The records —
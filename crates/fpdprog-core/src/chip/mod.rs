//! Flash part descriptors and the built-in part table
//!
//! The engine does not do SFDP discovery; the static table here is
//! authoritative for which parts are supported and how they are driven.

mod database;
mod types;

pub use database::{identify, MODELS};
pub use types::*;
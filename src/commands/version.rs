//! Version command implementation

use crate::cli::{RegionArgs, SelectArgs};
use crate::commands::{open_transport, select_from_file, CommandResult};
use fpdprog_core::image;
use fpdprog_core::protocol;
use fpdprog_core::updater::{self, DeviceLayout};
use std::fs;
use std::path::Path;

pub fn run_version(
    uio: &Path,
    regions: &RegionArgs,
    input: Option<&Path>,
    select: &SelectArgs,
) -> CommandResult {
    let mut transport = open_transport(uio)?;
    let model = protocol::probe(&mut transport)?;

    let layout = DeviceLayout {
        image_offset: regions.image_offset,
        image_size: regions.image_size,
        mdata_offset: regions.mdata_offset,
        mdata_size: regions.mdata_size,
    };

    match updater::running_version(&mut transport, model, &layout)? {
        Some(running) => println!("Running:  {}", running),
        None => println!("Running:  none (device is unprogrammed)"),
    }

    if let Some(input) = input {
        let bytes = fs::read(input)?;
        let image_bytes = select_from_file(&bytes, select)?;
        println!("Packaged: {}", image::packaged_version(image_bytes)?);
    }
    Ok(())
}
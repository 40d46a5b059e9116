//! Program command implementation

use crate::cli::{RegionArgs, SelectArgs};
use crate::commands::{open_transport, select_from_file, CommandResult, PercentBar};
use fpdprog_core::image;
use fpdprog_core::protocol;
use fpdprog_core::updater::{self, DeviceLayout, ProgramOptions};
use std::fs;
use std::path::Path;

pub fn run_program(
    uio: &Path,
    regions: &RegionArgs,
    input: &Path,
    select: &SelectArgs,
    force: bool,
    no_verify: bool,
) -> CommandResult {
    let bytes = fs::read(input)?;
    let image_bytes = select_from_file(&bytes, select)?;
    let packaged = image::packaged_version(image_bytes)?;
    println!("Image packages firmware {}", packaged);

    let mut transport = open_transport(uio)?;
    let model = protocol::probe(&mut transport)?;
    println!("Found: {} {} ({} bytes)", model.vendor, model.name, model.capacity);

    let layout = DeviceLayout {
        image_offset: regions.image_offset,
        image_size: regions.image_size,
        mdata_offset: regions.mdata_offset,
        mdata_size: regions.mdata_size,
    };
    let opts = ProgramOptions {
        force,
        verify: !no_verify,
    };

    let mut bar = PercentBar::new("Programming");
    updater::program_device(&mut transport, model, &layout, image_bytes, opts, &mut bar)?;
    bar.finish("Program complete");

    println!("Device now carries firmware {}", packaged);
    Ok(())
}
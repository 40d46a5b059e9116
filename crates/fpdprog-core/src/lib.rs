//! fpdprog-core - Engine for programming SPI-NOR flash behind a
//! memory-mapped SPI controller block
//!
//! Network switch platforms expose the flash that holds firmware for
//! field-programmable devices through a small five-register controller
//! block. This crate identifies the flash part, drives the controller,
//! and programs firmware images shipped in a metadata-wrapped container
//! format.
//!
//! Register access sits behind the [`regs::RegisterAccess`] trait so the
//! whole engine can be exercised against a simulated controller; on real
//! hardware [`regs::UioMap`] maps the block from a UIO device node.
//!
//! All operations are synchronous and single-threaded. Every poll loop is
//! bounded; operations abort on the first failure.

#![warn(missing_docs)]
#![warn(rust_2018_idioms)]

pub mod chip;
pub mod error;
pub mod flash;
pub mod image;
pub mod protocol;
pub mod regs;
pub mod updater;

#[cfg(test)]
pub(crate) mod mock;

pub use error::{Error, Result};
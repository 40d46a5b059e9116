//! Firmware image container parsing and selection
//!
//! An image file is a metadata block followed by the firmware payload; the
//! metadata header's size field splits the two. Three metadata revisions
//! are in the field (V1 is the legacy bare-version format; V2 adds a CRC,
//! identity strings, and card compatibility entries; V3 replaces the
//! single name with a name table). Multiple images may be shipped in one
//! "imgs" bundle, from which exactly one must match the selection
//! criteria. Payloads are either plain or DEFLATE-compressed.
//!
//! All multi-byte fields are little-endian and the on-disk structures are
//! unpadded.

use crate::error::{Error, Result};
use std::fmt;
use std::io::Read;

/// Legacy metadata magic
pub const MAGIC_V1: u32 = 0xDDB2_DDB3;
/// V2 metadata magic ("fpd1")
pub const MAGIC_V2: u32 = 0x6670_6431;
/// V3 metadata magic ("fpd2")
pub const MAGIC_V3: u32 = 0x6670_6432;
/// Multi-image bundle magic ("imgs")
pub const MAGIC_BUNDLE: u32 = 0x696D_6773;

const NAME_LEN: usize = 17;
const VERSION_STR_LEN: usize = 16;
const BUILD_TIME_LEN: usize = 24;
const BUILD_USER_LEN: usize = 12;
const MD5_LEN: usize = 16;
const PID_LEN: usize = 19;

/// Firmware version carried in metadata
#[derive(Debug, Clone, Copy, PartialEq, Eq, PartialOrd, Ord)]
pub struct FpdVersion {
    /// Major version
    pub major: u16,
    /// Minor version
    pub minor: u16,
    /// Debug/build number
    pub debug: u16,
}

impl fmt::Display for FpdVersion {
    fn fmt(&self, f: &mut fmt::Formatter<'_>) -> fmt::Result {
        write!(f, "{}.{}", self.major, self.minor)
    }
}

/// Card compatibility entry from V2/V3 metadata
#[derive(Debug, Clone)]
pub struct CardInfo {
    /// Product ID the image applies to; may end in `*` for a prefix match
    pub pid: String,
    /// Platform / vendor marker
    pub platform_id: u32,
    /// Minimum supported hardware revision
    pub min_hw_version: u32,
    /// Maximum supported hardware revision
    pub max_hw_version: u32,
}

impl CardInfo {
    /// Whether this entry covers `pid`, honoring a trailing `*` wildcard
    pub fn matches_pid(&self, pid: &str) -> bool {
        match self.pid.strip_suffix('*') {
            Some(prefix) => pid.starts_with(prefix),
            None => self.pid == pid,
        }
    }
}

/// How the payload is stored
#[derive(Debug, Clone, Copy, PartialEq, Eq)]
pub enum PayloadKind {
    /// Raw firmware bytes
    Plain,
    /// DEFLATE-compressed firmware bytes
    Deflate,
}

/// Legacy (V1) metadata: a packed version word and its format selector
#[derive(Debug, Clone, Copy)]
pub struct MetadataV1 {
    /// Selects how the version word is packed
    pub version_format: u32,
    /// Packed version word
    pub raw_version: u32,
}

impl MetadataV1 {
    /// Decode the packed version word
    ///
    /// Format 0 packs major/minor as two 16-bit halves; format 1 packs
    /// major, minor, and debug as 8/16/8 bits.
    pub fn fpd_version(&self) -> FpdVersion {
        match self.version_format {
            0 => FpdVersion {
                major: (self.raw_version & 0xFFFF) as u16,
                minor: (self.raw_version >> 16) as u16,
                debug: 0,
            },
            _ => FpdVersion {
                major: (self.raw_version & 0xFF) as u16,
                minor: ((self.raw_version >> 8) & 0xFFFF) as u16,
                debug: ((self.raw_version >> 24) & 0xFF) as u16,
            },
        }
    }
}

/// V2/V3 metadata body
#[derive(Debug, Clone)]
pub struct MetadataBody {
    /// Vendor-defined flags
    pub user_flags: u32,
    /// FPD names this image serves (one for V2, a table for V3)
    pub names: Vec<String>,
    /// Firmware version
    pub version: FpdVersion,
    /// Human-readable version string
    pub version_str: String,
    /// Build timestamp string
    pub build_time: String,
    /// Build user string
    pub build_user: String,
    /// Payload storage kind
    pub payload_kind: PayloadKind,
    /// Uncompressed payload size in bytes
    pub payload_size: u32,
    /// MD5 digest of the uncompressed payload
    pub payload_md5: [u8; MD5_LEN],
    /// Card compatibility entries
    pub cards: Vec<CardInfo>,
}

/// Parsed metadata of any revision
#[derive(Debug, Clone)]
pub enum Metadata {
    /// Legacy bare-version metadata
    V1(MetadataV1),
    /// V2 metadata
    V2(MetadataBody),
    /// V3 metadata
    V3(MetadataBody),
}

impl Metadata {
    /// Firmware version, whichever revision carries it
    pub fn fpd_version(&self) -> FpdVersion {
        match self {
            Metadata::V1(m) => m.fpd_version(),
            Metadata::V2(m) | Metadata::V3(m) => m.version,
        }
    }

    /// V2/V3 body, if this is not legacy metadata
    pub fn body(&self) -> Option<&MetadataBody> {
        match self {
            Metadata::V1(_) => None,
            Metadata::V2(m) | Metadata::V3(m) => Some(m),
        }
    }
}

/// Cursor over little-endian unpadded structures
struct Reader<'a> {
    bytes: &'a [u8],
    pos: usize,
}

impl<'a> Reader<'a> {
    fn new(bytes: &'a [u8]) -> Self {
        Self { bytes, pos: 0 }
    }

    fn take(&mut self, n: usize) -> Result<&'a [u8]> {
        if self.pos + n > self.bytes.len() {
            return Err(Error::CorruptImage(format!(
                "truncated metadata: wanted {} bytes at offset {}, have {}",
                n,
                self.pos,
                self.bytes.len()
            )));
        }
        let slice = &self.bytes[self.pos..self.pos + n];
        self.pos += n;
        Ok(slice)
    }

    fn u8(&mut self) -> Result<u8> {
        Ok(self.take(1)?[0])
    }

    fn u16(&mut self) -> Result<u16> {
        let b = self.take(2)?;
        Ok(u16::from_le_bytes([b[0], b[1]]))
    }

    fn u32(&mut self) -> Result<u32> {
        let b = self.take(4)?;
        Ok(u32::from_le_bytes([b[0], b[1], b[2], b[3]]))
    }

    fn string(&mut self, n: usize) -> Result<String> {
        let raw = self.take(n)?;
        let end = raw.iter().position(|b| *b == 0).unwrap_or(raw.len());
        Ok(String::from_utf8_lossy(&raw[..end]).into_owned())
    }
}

Exercise —
The answer consists of every line above in which the word "regs" occurs.

Output for this task —
//! Register access sits behind the [`regs::RegisterAccess`] trait so the
//! hardware [`regs::UioMap`] maps the block from a UIO device node.
pub mod regs;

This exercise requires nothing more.